**Source information**
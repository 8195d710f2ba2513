//! Numeric identifiers for rooms and objects.

use std::fmt;

use serde::{Deserialize, Serialize};

/// Identifier of a room, allocated by the world builder in record order.
#[derive(Debug, Clone, Copy, PartialEq, Eq, PartialOrd, Ord, Hash, Serialize, Deserialize)]
pub struct RoomId(pub u32);

/// Identifier of a game object, allocated by the world builder in record order.
#[derive(Debug, Clone, Copy, PartialEq, Eq, PartialOrd, Ord, Hash, Serialize, Deserialize)]
pub struct ObjectId(pub u32);

impl RoomId {
    /// Index of this room in the world's room table.
    pub fn index(self) -> usize {
        self.0 as usize
    }
}

impl ObjectId {
    /// Index of this object in the world's object table.
    pub fn index(self) -> usize {
        self.0 as usize
    }
}

impl fmt::Display for RoomId {
    fn fmt(&self, f: &mut fmt::Formatter<'_>) -> fmt::Result {
        write!(f, "room#{}", self.0)
    }
}

impl fmt::Display for ObjectId {
    fn fmt(&self, f: &mut fmt::Formatter<'_>) -> fmt::Result {
        write!(f, "object#{}", self.0)
    }
}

**How to complete this task**
Word for word, restate only the lines from the one containing "impl fmt::Display for RoomId" through the last line of the entries, with both ends kept.

**Answer to this task**
impl fmt::Display for RoomId {
    fn fmt(&self, f: &mut fmt::Formatter<'_>) -> fmt::Result {
        write!(f, "room#{}", self.0)
    }
}

impl fmt::Display for ObjectId {
    fn fmt(&self, f: &mut fmt::Formatter<'_>) -> fmt::Result {
        write!(f, "object#{}", self.0)
    }
}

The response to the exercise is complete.